Servoca Plc (AIM:SVCA), a professional services company based in United Kingdom, maintained its current share price over the past couple of month on the AIM, with a relatively tight range of £0.22 to £0.24. However, does this price actually reflect the true value of the small-cap? Or is it currently undervalued, providing us with the opportunity to buy? Let’s take a look at Servoca’s outlook and value based on the most recent financial data to see if there are any catalysts for a price change. View our latest analysis for Servoca
What is Servoca worth?
The stock seems fairly valued at the moment according to my valuation model. It’s trading around 4% above my intrinsic value, which means if you buy Servoca today, you’d be paying a relatively fair price for it. And if you believe the company’s true value is £0.22, there’s only an insignificant downside when the price falls to its real value. Is there another opportunity to buy low in the future? Since Servoca’s share price is quite volatile, we could potentially see it sink lower (or rise higher) in the future, giving us another chance to buy. This is based on its high beta, which is a good indicator for how much the stock moves relative to the rest of the market.

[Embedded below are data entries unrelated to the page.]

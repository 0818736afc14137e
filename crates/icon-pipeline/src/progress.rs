//! Windowed progress reporting: a
//! reporter maps a sub-task's 0-100% into a configurable `[start, end]`
//! sub-range of its own 0-100%, so a stage that iterates N screenshots can
//! carve each into `[i/N, (i+1)/N]` without the sub-stage knowing `N`.
//! Nested reporters compose by multiplying their windows.

use icon_collab::ProgressSink;

/// A `[start, end]` sub-range of the parent's 0-100% scale.
#[derive(Debug, Clone, Copy, PartialEq)]
pub struct ProgressWindow {
    pub start: f64,
    pub end: f64,
}

impl ProgressWindow {
    pub const FULL: ProgressWindow = ProgressWindow { start: 0.0, end: 100.0 };

    /// Maps a local 0-100 percentage into this window's absolute scale.
    pub fn map(&self, local_pct: f64) -> f64 {
        self.start + (self.end - self.start) * (local_pct.clamp(0.0, 100.0) / 100.0)
    }

    /// Composes a nested `[start, end]` (itself local 0-100) into this
    /// window, producing the absolute sub-window a child reporter uses.
    pub fn nested(&self, local_start: f64, local_end: f64) -> ProgressWindow {
        ProgressWindow { start: self.map(local_start), end: self.map(local_end) }
    }

    /// The `i`-th of `total` evenly sized sub-windows, e.g. for carving a
    /// stage's progress across screenshots.
    pub fn for_item(&self, index: usize, total: usize) -> ProgressWindow {
        if total == 0 {
            return *self;
        }
        let step = 100.0 / total as f64;
        self.nested(index as f64 * step, (index + 1) as f64 * step)
    }
}

/// Reports a named stage's progress through a [`ProgressSink`], scaling
/// every call through `window`.
pub struct ProgressReporter<'a> {
    stage: &'a str,
    sink: &'a dyn ProgressSink,
    window: ProgressWindow,
}

impl<'a> ProgressReporter<'a> {
    pub fn new(stage: &'a str, sink: &'a dyn ProgressSink) -> Self {
        Self { stage, sink, window: ProgressWindow::FULL }
    }

    pub fn with_window(stage: &'a str, sink: &'a dyn ProgressSink, window: ProgressWindow) -> Self {
        Self { stage, sink, window }
    }

    /// Reports `local_pct` (0-100, relative to this reporter's own scale)
    /// under `label`.
    pub fn report(&self, label: &str, local_pct: f64) {
        self.sink.update(self.stage, label, self.window.map(local_pct));
    }

    /// A child reporter scoped to the `[local_start, local_end]` sub-range
    /// of this reporter's window.
    pub fn nested(&self, local_start: f64, local_end: f64) -> ProgressReporter<'a> {
        ProgressReporter { stage: self.stage, sink: self.sink, window: self.window.nested(local_start, local_end) }
    }

    pub fn for_item(&self, index: usize, total: usize) -> ProgressReporter<'a> {
        ProgressReporter { stage: self.stage, sink: self.sink, window: self.window.for_item(index, total) }
    }
}
#![allow(dead_code)]

use rl_agent_config::rl_algorithm::base::{
    run_episodes, BaselineOptimizer, DryRunEngine, EngineError, MemoryConfig, ModelConfig,
    NetworkSpec, ObjectiveConfig, OptimizerConfig, PolicyConfig, RewardEstimationConfig,
    RunSummary, TrainingEngine, UpdateConfig,
};
use rl_agent_config::rl_env::config::EnvConfig;
use rl_agent_config::rl_env::unittest_env::UnittestEnvironment;
use rl_agent_config::utils::{RngStream, SeedContext};
use tracing::info;

/// Per-scenario changes to the base agent.
#[derive(Debug, Clone, Default)]
pub struct Overrides {
    pub reward_estimation: Option<RewardEstimationConfig>,
    pub baseline_policy: Option<PolicyConfig>,
    pub baseline_objective: Option<ObjectiveConfig>,
    pub baseline_optimizer: Option<BaselineOptimizer>,
    /// Drop the Beta-distributed bounded action from the action space.
    pub exclude_bounded_action: bool,
}

/// A group of scenarios sharing one base agent, each run through a short
/// act/observe cycle on the unittest environment.
pub struct UnittestBase {
    pub policy: PolicyConfig,
    pub update: UpdateConfig,
    pub objective: ObjectiveConfig,
    pub optimizer: OptimizerConfig,
    pub require_observe: bool,
    pub num_episodes: usize,
    pub max_episode_timesteps: usize,
    name: Option<String>,
    num_tests: usize,
}

impl UnittestBase {
    pub fn new(policy: PolicyConfig, update: UpdateConfig, objective: ObjectiveConfig) -> Self {
        Self {
            policy,
            update,
            objective,
            optimizer: adam(),
            require_observe: false,
            num_episodes: 3,
            max_episode_timesteps: 5,
            name: None,
            num_tests: 0,
        }
    }

    pub fn start_tests(&mut self, name: &str) {
        self.name = Some(name.to_string());
        self.num_tests = 0;
        info!("{name}:");
    }

    pub fn model_config(&self, overrides: &Overrides) -> ModelConfig {
        let mut actions = UnittestEnvironment::default_actions();
        if overrides.exclude_bounded_action {
            actions.remove("bounded_action");
        }
        let reward_estimation = overrides.reward_estimation.clone().unwrap_or_default();
        ModelConfig {
            max_episode_timesteps: Some(self.max_episode_timesteps),
            baseline_policy: overrides.baseline_policy.clone(),
            baseline_objective: overrides.baseline_objective.clone(),
            baseline_optimizer: overrides.baseline_optimizer.clone(),
            seed: Some(self.num_tests as u64),
            ..ModelConfig::new(
                UnittestEnvironment::default_states(),
                actions,
                self.policy.clone(),
                MemoryConfig::default(),
                self.update.clone(),
                self.optimizer.clone(),
                self.objective.clone(),
                reward_estimation,
            )
        }
    }

    pub fn unittest(&mut self, overrides: Overrides) -> Result<RunSummary, EngineError> {
        self.num_tests += 1;
        let config = self.model_config(&overrides);
        let seeds = SeedContext::new(config.seed);
        let env_config = EnvConfig::new().with_max_episode_timesteps(self.max_episode_timesteps);
        let mut env = UnittestEnvironment::new(
            config.states.clone(),
            config.actions.clone(),
            env_config,
            seeds.rng(RngStream::Environment),
        )?;
        let mut engine = DryRunEngine::create(config, seeds)?;

        let num_episodes = if self.require_observe { self.num_episodes } else { 1 };
        let result = run_episodes(&mut engine, &mut env, num_episodes);
        info!(
            "{} #{}: {}",
            self.name.as_deref().unwrap_or("unnamed"),
            self.num_tests,
            if result.is_ok() { "ok" } else { "failed" }
        );
        result
    }
}

pub fn adam() -> OptimizerConfig {
    OptimizerConfig::adam(1e-3)
}

pub fn auto_network(size: usize, internal_rnn: Option<usize>) -> NetworkSpec {
    let network = NetworkSpec::auto(size, 1);
    match internal_rnn {
        Some(horizon) => network.with_internal_rnn(horizon),
        None => network,
    }
}
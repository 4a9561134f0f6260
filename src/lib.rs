pub mod rl_algorithm;
pub mod rl_env;
pub mod utils;

pub use rl_algorithm::base::{ConfigError, DryRunEngine, EngineError, ModelConfig, TrainingEngine};
pub use rl_algorithm::ppo::{PpoConfig, ProximalPolicyOptimization};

What does the future of Servoca look like?
Future outlook is an important aspect when you’re looking at buying a stock, especially if you are an investor looking for growth in your portfolio. Buying a great company with a robust outlook at a cheap price is always a good investment, so let’s also take a look at the company’s future expectations. Though in the case of Servoca, it is expected to deliver a relatively unexciting top-line growth of 8.49% in the next few years, which doesn’t help build up its investment thesis. Growth doesn’t appear to be a main reason for a buy decision for the company, at least in the near term.
What this means for you:
Are you a shareholder? Servoca’s future growth appears to have been factored into the current share price, with shares trading around its fair value. However, there are also other important factors which we haven’t considered today, such as the financial strength of the company. Have these factors changed since the last time you looked at the stock? Will you have enough conviction to buy should the price fluctuates below the true value?
Are you a potential investor? If you’ve been keeping tabs on Servoca, now may not be the most advantageous time to buy, given it is trading around its fair value. However, the positive outlook means it’s worth diving deeper into other factors such as the strength of its balance sheet, in order to take advantage of the next price drop.